February 28, 2014 By Ryan Gilbey


The writer, director and actor Harold Ramis, who has died aged 69 from complications of autoimmune inflammatory vasculitis, was responsible for one masterpiece and several influential smash-hits. In each of his creative capacities, he was the eternal quiet man. In front of the camera, his blithe and undemanding presence often disguised his comic skill or made it appear effortless; he seemed happy to hang back and surrender the limelight to more demonstrative and dynamic collaborators, such as his Ghostbusters co-stars Bill Murray and Dan Aykroyd. In his writing and directing he was adept at capitalising on an audience's love of coarseness without resorting to cruelty or sacrificing his compassion.

Much of his work – including National Lampoon's Animal House (1978), Meatballs (1979) and Ghostbusters (1984), all of which he co-wrote, and Caddyshack (1980), which he co-wrote and directed – changed the course of US film comedy, even if the prudish might argue that it was not for the better. For those movies alone, he would have deserved a place in the history of popular cinema. But in the early 1990s he shepherded to the screen a film that is still cherished and admired two decades later and which looks certain to only increase in stature: Groundhog Day (1993).

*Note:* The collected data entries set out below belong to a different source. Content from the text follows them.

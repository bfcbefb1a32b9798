//! # CDMX Card
//!
//! Record codec and transaction engine for Calypso fare cards on the
//! CDMX profile.
//!
//! ## Architecture
//!
//! - **Codec**: bit cursor, epoch-relative dates, enumerated wire codes
//! - **Records**: Environment, Contract, Event and the two SV logs, each
//!   packed into a fixed 29-byte record
//! - **Card**: rolling event log, contract set and the per-operation
//!   card snapshot
//! - **Engine**: debit, reload, renewal, invalidation, rehabilitation,
//!   balance cancellation and contract sale
//!
//! The card reader and the SAM are collaborators behind the traits in
//! [`session`]; the engine owns them and never touches APDUs or keys.
//!
//! ## Design Principles
//!
//! 1. **Byte exact**: `pack(unpack(bytes)) == bytes` for every record
//! 2. **No floating point**: amounts are integer centavos
//! 3. **Fresh reads**: every operation re-reads the card before deciding
//! 4. **Atomic writes**: each mutation is one secure session that either
//!    commits entirely or not at all

// ============================================================================
// Module declarations
// ============================================================================

/// Bit cursor, temporal fields, enumerated codes, amounts
pub mod codec;

/// On-card record layouts
pub mod records;

/// Event log, contract set and card snapshot
pub mod card;

/// Card and SAM collaborator traits
pub mod session;

/// Business-rule engine
pub mod engine;

pub mod clock;
pub mod config;
pub mod error;
pub mod monitor;
pub mod sim;

// ============================================================================
// Re-exports for convenience
// ============================================================================

pub use card::{CardState, ContractSet, EventLog};
pub use config::{EngineConfig, ProductProfile};
pub use engine::{Status, TransactionEngine, TransactionResult};
pub use error::{ParseError, ProtocolError, TransactionError, ValidationError};
pub use records::{Contract, Environment, Event, Record};
pub use session::{CardSerial, SamSession, SecureCardSession};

Anthony Lane, writing in the Independent on Sunday that year, described Ramis's direction of the film as "nothing special". On the contrary, Ramis demonstrated from the moment he signed on to make the movie an acute awareness of how best to serve its novel central idea, about a misanthropic weatherman (Murray) doomed to relive the same day repeatedly. Danny Rubin's original screenplay had started some way into the time loop, but it was Ramis who wrote the early scenes showing the main character's shock at his sudden and supernatural change in circumstances.

And it was Ramis, too, who protected Rubin's highly original concept from compromises demanded by studio executives nervous that audiences would be flummoxed. Rubin said in 2002 that Ramis possessed an "understanding of what the studio needed to feel comfortable … he seemed to know how much you could give up without throwing out the baby with the bathwater". Though Rubin was pressured to write a scene explaining the time loop as the result of a curse, Ramis "very smartly never shot the scene … [he] is a very good politician in the Hollywood system".

For his part, Ramis was never heard to trumpet his own abilities: "It's not like I'm going to leap from Meatballs to 8½," he once said. Except that with Groundhog Day he became responsible for one of the most ingenious and affecting films ever made, a movie that can hold its own alongside the work of Luis Buñuel or Billy Wilder. Ramis's generous, unshowy direction, far from being "nothing special", gave the demented ideas and set-pieces the necessary room to breathe.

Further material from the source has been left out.